Towards multi-method and multi-scale attribution of global wildfire danger

Wildfires constitute a major natural hazard and pose huge risk to many regions of the world. The series of large fires across both hemispheres in recent years have led to inevitable questions about how human-induced climate change may be altering the character of such events. Providing answers to these questions is a crucial step to increasing resilience to major wildfires.

Long-term projections produced by state-of-the-art climate models, even when reliable, are not always a suitable means of communicating risk. Methodologies to attribute trends in meteorological phenomena associated with high-impact events to anthropogenic influence have the potential to better communicate risk and guide adaptation strategies.
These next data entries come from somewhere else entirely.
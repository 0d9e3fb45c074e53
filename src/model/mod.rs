//! Core data model types: addresses, attachments, bodies and meeting fields.

pub mod address;
pub mod attachment;
pub mod mail;
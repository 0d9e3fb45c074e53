//! Turn a raw RFC 5322 message into a [`StoreItem`].
//!
//! Headers are read with our own parser (encoded-words, folding, dates, the
//! Outlook `Thread-*` fields). Body parts and attachments come from
//! `mail-parser`.

use base64::Engine;
use mail_parser::{MessageParser, MessagePart, MimeHeaders, PartType};
use tracing::{debug, warn};

use super::calendar::meeting_from_ics;
use super::header::{self, HeaderMap};
use crate::model::address::EmailAddress;
use crate::model::mail::{BodyKind, StructuredBody};
use crate::normalize::conversation::decode_hex;
use crate::store::{RawAttachment, StoreItem, PROP_TAG_CONVERSATION_ID, PROP_TAG_HTML};

/// Header carrying the native conversation id as 32 hex digits.
pub const CONVERSATION_ID_HEADER: &str = "x-conversation-id";

/// A parsed message plus the threading headers a reply needs.
#[derive(Debug, Clone, Default)]
pub struct ParsedMessage {
    pub item: StoreItem,
    pub message_id: Option<String>,
    pub references: Vec<String>,
    pub reply_to: Vec<EmailAddress>,
}

/// Parse a complete raw message.
///
/// Never fails: unparseable bodies yield an item with headers only.
pub fn parse_message(raw: &[u8]) -> ParsedMessage {
    let header_end = header::find_header_end(raw).unwrap_or(raw.len());
    let headers = HeaderMap::parse(&raw[..header_end]);

    let mut item = StoreItem {
        subject: headers.get_decoded("subject"),
        conversation_topic: headers.get_decoded("thread-topic"),
        conversation_index: headers
            .get("thread-index")
            .and_then(decode_thread_index)
            .unwrap_or_default(),
        from: headers
            .get_decoded("from")
            .map(|v| EmailAddress::parse(&v))
            .filter(|a| !a.address.is_empty()),
        sender: headers
            .get_decoded("sender")
            .map(|v| EmailAddress::parse(&v))
            .filter(|a| !a.address.is_empty()),
        to: address_list(&headers, "to"),
        cc: address_list(&headers, "cc"),
        mime_content: raw.to_vec(),
        ..StoreItem::default()
    };

    item.sent_on = headers.get("date").and_then(header::parse_date);
    // The topmost Received field is the final hop
    item.received_on = headers
        .get_all("received")
        .find_map(header::parse_received_date)
        .or(item.sent_on);

    if let Some(native) = headers
        .get(CONVERSATION_ID_HEADER)
        .and_then(|v| decode_hex(v).ok())
    {
        item.set_extended(PROP_TAG_CONVERSATION_ID, native);
    }

    match MessageParser::default().parse(raw) {
        Some(msg) => fill_from_parts(&mut item, &msg),
        None => warn!("mail-parser could not parse message body"),
    }

    ParsedMessage {
        item,
        message_id: headers.get("message-id").map(header::extract_angle_bracket),
        references: headers
            .get("references")
            .map(header::extract_all_angle_brackets)
            .unwrap_or_default(),
        reply_to: address_list(&headers, "reply-to"),
    }
}

fn address_list(headers: &HeaderMap, name: &str) -> Vec<EmailAddress> {
    headers
        .get_all(name)
        .flat_map(|v| EmailAddress::parse_list(&header::decode_encoded_words(v)))
        .collect()
}

/// `Thread-Index` is the base64 of the binary conversation index.
fn decode_thread_index(value: &str) -> Option<Vec<u8>> {
    let compact: String = value.split_whitespace().collect();
    match base64::engine::general_purpose::STANDARD.decode(compact) {
        Ok(bytes) => Some(bytes),
        Err(e) => {
            warn!(error = %e, "Ignoring undecodable Thread-Index");
            None
        }
    }
}

fn fill_from_parts(item: &mut StoreItem, msg: &mail_parser::Message<'_>) {
    let html = msg.html_part(0).and_then(|p| match &p.body {
        PartType::Html(html) => Some(html.to_string()),
        _ => None,
    });
    let text = msg.text_part(0).and_then(|p| match &p.body {
        PartType::Text(text) => Some(text.to_string()),
        _ => None,
    });

    item.body = match (html, text) {
        (Some(html), _) => {
            item.set_extended(PROP_TAG_HTML, html.as_bytes().to_vec());
            Some(StructuredBody {
                kind: BodyKind::Html,
                content: Some(html),
            })
        }
        (None, Some(text)) => Some(StructuredBody::text(text)),
        (None, None) => None,
    };

    item.meeting = msg
        .parts
        .iter()
        .filter(|p| is_calendar(p))
        .find_map(|p| meeting_from_ics(&String::from_utf8_lossy(p.contents())));

    item.attachments = msg.attachments().map(raw_attachment).collect();
    debug!(
        attachments = item.attachments.len(),
        meeting = item.meeting.is_some(),
        "Parsed message parts"
    );
}

fn is_calendar(part: &MessagePart<'_>) -> bool {
    part.content_type().is_some_and(|ct| {
        ct.ctype().eq_ignore_ascii_case("text")
            && ct.subtype().is_some_and(|s| s.eq_ignore_ascii_case("calendar"))
    })
}

fn raw_attachment(part: &MessagePart<'_>) -> RawAttachment {
    let name = part.attachment_name().map(String::from);

    if let PartType::Message(inner) = &part.body {
        return RawAttachment::Item {
            name,
            subject: inner.subject().map(String::from),
            mime_content: part.contents().to_vec(),
        };
    }

    let content_type = part.content_type().map(|ct| match ct.subtype() {
        Some(sub) => format!("{}/{}", ct.ctype(), sub),
        None => ct.ctype().to_string(),
    });
    let is_inline = part
        .content_disposition()
        .is_some_and(|d| d.ctype().eq_ignore_ascii_case("inline"));

    RawAttachment::File {
        name,
        content_type,
        content_id: part.content_id().map(String::from),
        is_inline,
        content: part.contents().to_vec(),
    }
}
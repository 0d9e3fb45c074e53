//! Normalization logic layered on top of raw store items: conversation
//! identity, body selection, HTML conversion and attachment classification.

pub mod attachment;
pub mod body;
pub mod conversation;
pub mod html;
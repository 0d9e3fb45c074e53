//! Integration tests: `.eml` directory store through the message adapter.

use std::path::{Path, PathBuf};

use mailnorm::adapter::{AdapterOptions, MessageAdapter};
use mailnorm::error::NormalizeError;
use mailnorm::model::attachment::Attachment;
use mailnorm::normalize::conversation::ConversationIdMode;
use mailnorm::store::eml_dir::{EmlDirStore, OUTBOX_DIR, TRASH_DIR};
use mailnorm::store::{FolderId, ItemId};

fn fixture_root() -> PathBuf {
    Path::new(env!("CARGO_MANIFEST_DIR"))
        .join("tests")
        .join("fixtures")
        .join("store")
}

/// Copy the fixture store into a scratch directory so tests can mutate it.
fn scratch_store() -> (tempfile::TempDir, EmlDirStore) {
    let dir = tempfile::tempdir().unwrap();
    copy_tree(&fixture_root(), dir.path());
    let store = EmlDirStore::open(dir.path()).unwrap();
    (dir, store)
}

fn copy_tree(from: &Path, to: &Path) {
    std::fs::create_dir_all(to).unwrap();
    for entry in std::fs::read_dir(from).unwrap() {
        let entry = entry.unwrap();
        let target = to.join(entry.file_name());
        if entry.file_type().unwrap().is_dir() {
            copy_tree(&entry.path(), &target);
        } else {
            std::fs::copy(entry.path(), &target).unwrap();
        }
    }
}

fn options(save_dir: &Path) -> AdapterOptions {
    AdapterOptions {
        save_dir: save_dir.to_path_buf(),
        ..AdapterOptions::default()
    }
}

// ─── Listing ────────────────────────────────────────────────────────

#[test]
fn test_list_inbox() {
    let store = EmlDirStore::open(fixture_root()).unwrap();
    let ids = store.list(Some(&FolderId::from("inbox"))).unwrap();
    assert_eq!(
        ids,
        vec![
            ItemId::from("inbox/invite.eml"),
            ItemId::from("inbox/report.eml"),
            ItemId::from("inbox/undated.eml"),
        ]
    );
}

// ─── Meeting invitation ─────────────────────────────────────────────

#[test]
fn test_hydrate_meeting_invite() {
    let store = EmlDirStore::open(fixture_root()).unwrap();
    let adapter = MessageAdapter::with_defaults(store, AdapterOptions::default());
    let msg = adapter.hydrate(&ItemId::from("inbox/invite.eml")).unwrap();

    assert_eq!(msg.subject(), "Planning");
    assert_eq!(msg.conversation_topic(), "Planning");
    assert_eq!(msg.sender_name(), "Doe, Jane");
    assert_eq!(msg.sender_alias().unwrap(), "jdoe");
    assert_eq!(msg.to_addresses(), vec!["me@example.com", "ops@example.com"]);
    assert_eq!(msg.cc_addresses(), vec!["OPS@example.com", "boss@example.com"]);
    assert_eq!(msg.cc_names(), vec!["Boss"]);

    assert!(msg.is_meeting_request());
    assert_eq!(msg.location(), "Room 4");
    assert_eq!(
        msg.meeting_start().unwrap().format("%H:%M").to_string(),
        "14:00"
    );
    assert_eq!(
        msg.received_on().format("%Y-%m-%d %H:%M:%S").to_string(),
        "2024-03-05 09:00:05"
    );
}

#[test]
fn test_invite_body_is_html() {
    let store = EmlDirStore::open(fixture_root()).unwrap();
    let adapter = MessageAdapter::with_defaults(store, AdapterOptions::default());
    let msg = adapter.hydrate(&ItemId::from("inbox/invite.eml")).unwrap();

    assert!(msg.is_html_body());
    assert!(msg.raw_body().contains("<p>Let&#39;s plan.</p>"));
    let text = msg.plain_text_body();
    assert!(text.contains("Let's plan."));
    assert!(text.contains("Room 4 & coffee"));
    assert!(!text.contains('<'));
}

#[test]
fn test_conversation_id_modes() {
    let store = EmlDirStore::open(fixture_root()).unwrap();
    let id = ItemId::from("inbox/invite.eml");

    let adapter = MessageAdapter::with_defaults(&store, AdapterOptions::default());
    let msg = adapter.hydrate(&id).unwrap();
    assert_eq!(
        msg.conversation_id().unwrap(),
        "01D9692F1F0000112233445566778899AABBCCDDEEFF0000012C10"
    );
    assert_eq!(msg.conversation_index().unwrap().reply_depth(), 1);

    // The native id wins over the GUID embedded in the index
    let guid_only =
        AdapterOptions::default().with_conversation_mode(ConversationIdMode::GuidOnly);
    let adapter = MessageAdapter::with_defaults(&store, guid_only);
    let msg = adapter.hydrate(&id).unwrap();
    assert_eq!(
        msg.conversation_id().unwrap(),
        "A1B2C3D4E5F60718293A4B5C6D7E8F90"
    );
}

#[test]
fn test_guid_only_without_native_id_uses_index_guid() {
    let store = EmlDirStore::open(fixture_root()).unwrap();
    let options = AdapterOptions::default().with_conversation_mode(ConversationIdMode::GuidOnly);
    let adapter = MessageAdapter::with_defaults(store, options);
    let msg = adapter.hydrate(&ItemId::from("inbox/report.eml")).unwrap();
    assert_eq!(
        msg.conversation_id().unwrap(),
        "00112233445566778899AABBCCDDEEFF"
    );
}

// ─── Attachments ────────────────────────────────────────────────────

#[test]
fn test_attachments_are_classified() {
    let store = EmlDirStore::open(fixture_root()).unwrap();
    let adapter = MessageAdapter::with_defaults(store, AdapterOptions::default());
    let msg = adapter.hydrate(&ItemId::from("inbox/report.eml")).unwrap();

    assert!(!msg.is_html_body());
    assert!(msg.plain_text_body().starts_with("See attached."));
    assert!(!msg.is_meeting_request());
    assert_eq!(msg.location(), "");

    let files: Vec<_> = msg
        .attachments()
        .iter()
        .filter_map(|a| match a {
            Attachment::File(f) => Some(f),
            Attachment::Item(_) => None,
        })
        .collect();
    assert_eq!(files.len(), 1);
    assert_eq!(files[0].name, "report.pdf");
    assert_eq!(files[0].content_type, "application/pdf");
    assert_eq!(files[0].content, b"%PDF-1.4\n");

    let items: Vec<_> = msg.attachments().iter().filter(|a| a.is_item()).collect();
    assert_eq!(items.len(), 1);
    assert_eq!(items[0].name(), "Previous notes");
}

#[test]
fn test_extract_attachments() {
    let store = EmlDirStore::open(fixture_root()).unwrap();
    let adapter = MessageAdapter::with_defaults(store, AdapterOptions::default());
    let msg = adapter.hydrate(&ItemId::from("inbox/report.eml")).unwrap();

    let out = tempfile::tempdir().unwrap();
    for att in msg.attachments() {
        att.save_to(out.path()).unwrap();
    }
    assert!(out.path().join("report.pdf").is_file());
    assert!(out.path().join("Previous_notes.eml").is_file());
}

// ─── Failures ───────────────────────────────────────────────────────

#[test]
fn test_missing_date_is_a_fetch_error() {
    let store = EmlDirStore::open(fixture_root()).unwrap();
    let adapter = MessageAdapter::with_defaults(store, AdapterOptions::default());
    let err = adapter
        .hydrate(&ItemId::from("inbox/undated.eml"))
        .unwrap_err();
    assert!(matches!(err, NormalizeError::StoreFetch { .. }));
}

#[test]
fn test_unknown_item_is_a_fetch_error() {
    let store = EmlDirStore::open(fixture_root()).unwrap();
    let adapter = MessageAdapter::with_defaults(store, AdapterOptions::default());
    let err = adapter.hydrate(&ItemId::from("inbox/nope.eml")).unwrap_err();
    assert!(matches!(err, NormalizeError::StoreFetch { .. }));
}

// ─── Store operations ───────────────────────────────────────────────

#[test]
fn test_save_to_file_default_name() {
    let (_dir, store) = scratch_store();
    let save = tempfile::tempdir().unwrap();
    let adapter = MessageAdapter::with_defaults(store, options(save.path()));
    let msg = adapter.hydrate(&ItemId::from("inbox/report.eml")).unwrap();

    let path = msg.save_to_file(None).unwrap();
    assert_eq!(
        path.file_name().unwrap(),
        "20240301_073000_reports@example.com_Monthly_report.eml"
    );
    assert_eq!(std::fs::read(&path).unwrap(), msg.mime_content());
}

#[test]
fn test_move_then_delete() {
    let (dir, store) = scratch_store();
    let adapter = MessageAdapter::with_defaults(&store, AdapterOptions::default());

    let msg = adapter.hydrate(&ItemId::from("inbox/report.eml")).unwrap();
    msg.move_to(&FolderId::from("archive")).unwrap();
    assert!(dir.path().join("archive").join("report.eml").is_file());
    assert!(!dir.path().join("inbox").join("report.eml").exists());

    let msg = adapter.hydrate(&ItemId::from("archive/report.eml")).unwrap();
    msg.delete(true).unwrap();
    assert!(dir.path().join(TRASH_DIR).join("report.eml").is_file());
}

#[test]
fn test_operation_errors_name_the_operation() {
    let (dir, store) = scratch_store();
    let adapter = MessageAdapter::with_defaults(&store, AdapterOptions::default());
    let msg = adapter.hydrate(&ItemId::from("inbox/report.eml")).unwrap();

    // Remove the file behind the view's back
    std::fs::remove_file(dir.path().join("inbox").join("report.eml")).unwrap();
    match msg.delete(false).unwrap_err() {
        NormalizeError::StoreOperation { op, .. } => assert_eq!(op, "delete"),
        other => panic!("unexpected error: {other}"),
    }
}

#[test]
fn test_reply_all_lands_in_outbox() {
    let (dir, store) = scratch_store();
    let adapter = MessageAdapter::with_defaults(&store, AdapterOptions::default());
    let msg = adapter.hydrate(&ItemId::from("inbox/invite.eml")).unwrap();
    msg.reply("<p>Works for me</p>", true).unwrap();

    let outbox: Vec<_> = std::fs::read_dir(dir.path().join(OUTBOX_DIR))
        .unwrap()
        .map(|e| e.unwrap().path())
        .collect();
    assert_eq!(outbox.len(), 1);

    // The reply is itself a readable item
    let file_name = outbox[0].file_name().unwrap().to_string_lossy();
    let reply_id = ItemId(format!("{OUTBOX_DIR}/{file_name}"));
    let parsed = store.load_parsed(&reply_id).unwrap();
    let reply = &parsed.item;

    assert_eq!(reply.subject.as_deref(), Some("Re: Planning"));
    assert_eq!(parsed.references, vec!["<plan@example.com>"]);
    assert_eq!(reply.from.as_ref().unwrap().address, "me@example.com");
    assert_eq!(reply.to[0].name, "Doe, Jane");
    assert_eq!(
        reply.to.iter().map(|a| a.address.as_str()).collect::<Vec<_>>(),
        vec!["jdoe@example.com", "ops@example.com"]
    );
    assert_eq!(
        reply.cc.iter().map(|a| a.address.as_str()).collect::<Vec<_>>(),
        vec!["boss@example.com"]
    );
    assert!(reply
        .body
        .as_ref()
        .unwrap()
        .content_or_empty()
        .contains("<p>Works for me</p>"));
}
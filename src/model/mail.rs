//! Body, meeting and summary types shared by stores and the adapter.

use chrono::{DateTime, Utc};

use super::address::EmailAddress;

/// Declared flavor of a structured body.
#[derive(Debug, Clone, Copy, PartialEq, Eq, serde::Serialize, serde::Deserialize)]
#[serde(rename_all = "lowercase")]
pub enum BodyKind {
    Text,
    Html,
}

/// The body as exposed by the store's standard schema.
///
/// An absent `content` is treated exactly like an empty one.
#[derive(Debug, Clone, PartialEq, Eq)]
pub struct StructuredBody {
    pub kind: BodyKind,
    pub content: Option<String>,
}

impl StructuredBody {
    pub fn text(content: impl Into<String>) -> Self {
        Self {
            kind: BodyKind::Text,
            content: Some(content.into()),
        }
    }

    pub fn html(content: impl Into<String>) -> Self {
        Self {
            kind: BodyKind::Html,
            content: Some(content.into()),
        }
    }

    /// Content, or `""` when absent.
    pub fn content_or_empty(&self) -> &str {
        self.content.as_deref().unwrap_or("")
    }
}

/// Meeting-request fields. Present as a whole or not at all.
#[derive(Debug, Clone, PartialEq, Eq, serde::Serialize, serde::Deserialize)]
pub struct MeetingFacet {
    pub location: String,
    pub start: DateTime<Utc>,
    pub end: DateTime<Utc>,
}

/// Serializable snapshot of a normalized message.
///
/// Not stored anywhere. Built on demand for JSON output and logging.
#[derive(Debug, Clone, serde::Serialize)]
pub struct MessageSummary {
    pub item_id: String,
    pub subject: String,
    pub conversation_topic: String,
    pub conversation_id: Option<String>,
    pub is_html_body: bool,
    pub raw_body: String,
    pub plain_text_body: String,
    pub sender: EmailAddress,
    pub sender_alias: Option<String>,
    pub to: Vec<EmailAddress>,
    pub cc: Vec<EmailAddress>,
    pub sent_on: DateTime<Utc>,
    pub received_on: DateTime<Utc>,
    pub meeting: Option<MeetingFacet>,
    pub attachments: Vec<AttachmentSummary>,
    pub mime_size: u64,
}

/// One attachment line in a [`MessageSummary`].
#[derive(Debug, Clone, serde::Serialize)]
pub struct AttachmentSummary {
    pub kind: &'static str,
    pub name: String,
    pub size: u64,
}
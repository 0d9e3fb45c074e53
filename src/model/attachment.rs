//! Typed attachment variants.
//!
//! Only file payloads and embedded store items are represented. Other kinds
//! reported by a store are dropped during classification.

use std::io::Write;
use std::path::{Path, PathBuf};

use crate::error::{NormalizeError, Result};

/// A file payload attached to a message.
#[derive(Debug, Clone, PartialEq, Eq)]
pub struct FileAttachment {
    /// Filename. Generated if the store reports none.
    pub name: String,

    /// MIME content type (e.g. `"application/pdf"`).
    pub content_type: String,

    /// Content-ID for inline attachments referenced from HTML.
    pub content_id: Option<String>,

    /// `true` if the attachment is embedded in the HTML body.
    pub is_inline: bool,

    /// Decoded payload bytes.
    pub content: Vec<u8>,
}

/// A store item (message, meeting request, …) embedded as an attachment.
#[derive(Debug, Clone, PartialEq, Eq)]
pub struct ItemAttachment {
    /// Display name of the attachment.
    pub name: String,

    /// Subject of the embedded item, when known.
    pub subject: Option<String>,

    /// MIME serialization of the embedded item.
    pub mime_content: Vec<u8>,
}

/// A classified attachment.
#[derive(Debug, Clone, PartialEq, Eq)]
pub enum Attachment {
    File(FileAttachment),
    Item(ItemAttachment),
}

impl Attachment {
    pub fn name(&self) -> &str {
        match self {
            Self::File(f) => &f.name,
            Self::Item(i) => &i.name,
        }
    }

    /// Retrievable content: the file payload, or the embedded item's MIME bytes.
    pub fn content(&self) -> &[u8] {
        match self {
            Self::File(f) => &f.content,
            Self::Item(i) => &i.mime_content,
        }
    }

    pub fn is_file(&self) -> bool {
        matches!(self, Self::File(_))
    }

    pub fn is_item(&self) -> bool {
        matches!(self, Self::Item(_))
    }

    /// Write the content into `dir` under a sanitized name.
    ///
    /// Embedded items get an `.eml` extension. Existing files are never
    /// overwritten: a counter is appended instead. Returns the path written.
    pub fn save_to(&self, dir: &Path) -> Result<PathBuf> {
        std::fs::create_dir_all(dir).map_err(|e| NormalizeError::io(dir, e))?;

        let mut filename = sanitize_filename_part(self.name(), 150);
        if self.is_item() && !filename.to_lowercase().ends_with(".eml") {
            filename.push_str(".eml");
        }
        let path = unique_path(&dir.join(filename));

        let mut file = std::fs::File::create(&path).map_err(|e| NormalizeError::io(&path, e))?;
        file.write_all(self.content())
            .map_err(|e| NormalizeError::io(&path, e))?;

        tracing::debug!(path = %path.display(), bytes = self.content().len(), "Saved attachment");
        Ok(path)
    }
}

/// Sanitize a string for use in filenames.
///
/// Replaces invalid characters with `_` and truncates to `max_len` characters.
pub fn sanitize_filename_part(s: &str, max_len: usize) -> String {
    let sanitized: String = s
        .chars()
        .map(|c| {
            if c.is_alphanumeric() || matches!(c, '-' | '.' | '_' | '@') {
                c
            } else {
                '_'
            }
        })
        .take(max_len)
        .collect();

    if sanitized.is_empty() {
        "unknown".to_string()
    } else {
        sanitized
    }
}

/// If `path` already exists, append a counter to make it unique.
pub(crate) fn unique_path(path: &Path) -> PathBuf {
    if !path.exists() {
        return path.to_path_buf();
    }

    let stem = path.file_stem().and_then(|s| s.to_str()).unwrap_or("file");
    let ext = path.extension().and_then(|e| e.to_str()).unwrap_or("");
    let parent = path.parent().unwrap_or(Path::new("."));

    let with_suffix = |suffix: &str| {
        if ext.is_empty() {
            parent.join(format!("{stem}_{suffix}"))
        } else {
            parent.join(format!("{stem}_{suffix}.{ext}"))
        }
    };

    (1..1000)
        .map(|i| with_suffix(&i.to_string()))
        .find(|candidate| !candidate.exists())
        .unwrap_or_else(|| with_suffix("dup"))
}

#[cfg(test)]
mod tests {
    use super::*;

    fn file(name: &str, content: &[u8]) -> Attachment {
        Attachment::File(FileAttachment {
            name: name.to_string(),
            content_type: "application/octet-stream".to_string(),
            content_id: None,
            is_inline: false,
            content: content.to_vec(),
        })
    }

    #[test]
    fn test_sanitize_filename() {
        assert_eq!(sanitize_filename_part("hello world", 20), "hello_world");
        assert_eq!(sanitize_filename_part("a/b\\c:d*e", 20), "a_b_c_d_e");
        assert_eq!(sanitize_filename_part("", 20), "unknown");
        assert_eq!(sanitize_filename_part("abcdef", 3), "abc");
    }

    #[test]
    fn test_variant_accessors() {
        let item = Attachment::Item(ItemAttachment {
            name: "Forwarded".to_string(),
            subject: Some("Fwd".to_string()),
            mime_content: b"Subject: Fwd\r\n\r\nbody".to_vec(),
        });
        assert!(item.is_item());
        assert_eq!(item.name(), "Forwarded");
        assert!(item.content().starts_with(b"Subject:"));

        let f = file("report.pdf", b"%PDF");
        assert!(f.is_file());
        assert_eq!(f.content(), b"%PDF");
    }

    #[test]
    fn test_save_never_overwrites() {
        let dir = tempfile::tempdir().unwrap();
        let a = file("report.pdf", b"one");
        let b = file("report.pdf", b"two");

        let first = a.save_to(dir.path()).unwrap();
        let second = b.save_to(dir.path()).unwrap();

        assert_ne!(first, second);
        assert_eq!(second.file_name().unwrap(), "report_1.pdf");
        assert_eq!(std::fs::read(&first).unwrap(), b"one");
        assert_eq!(std::fs::read(&second).unwrap(), b"two");
    }

    #[test]
    fn test_save_item_gets_eml_extension() {
        let dir = tempfile::tempdir().unwrap();
        let item = Attachment::Item(ItemAttachment {
            name: "Meeting notes".to_string(),
            subject: None,
            mime_content: b"Subject: x\r\n\r\n".to_vec(),
        });
        let path = item.save_to(dir.path()).unwrap();
        assert_eq!(path.file_name().unwrap(), "Meeting_notes.eml");
    }
}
While the link between a warming world and heat-related extremes (e.g. heatwaves and droughts) is reasonably well-understood, there is a lack of consensus on the most appropriate and effective methodological approach for many variables, potentially impacted by warming climate, such as wildfire attribution. The link with climate change remains poorly understood and wildfires have been largely ignored by attribution studies to date.

As a first step towards the development of a seamless, globally-applicable framework for assessing past, present and future risk in wildfire danger, we present a global attribution analysis of wildfire danger. With initial focus on observational records, we use both established and novel empirical-statistical methods to attribute historical trends in episodes of extreme weather and climate conducive to wildfire ignition and spread. Particular consideration is given to the sensitivity of attribution findings to the spatial scale upon which the analysis is conducted. We also draw attention to a series of important, often overlooked, conceptual and technical challenges in event attribution, including validation and bias-correction of climate models and discuss the value of linking attribution of recent wildfire events with future risk assessment.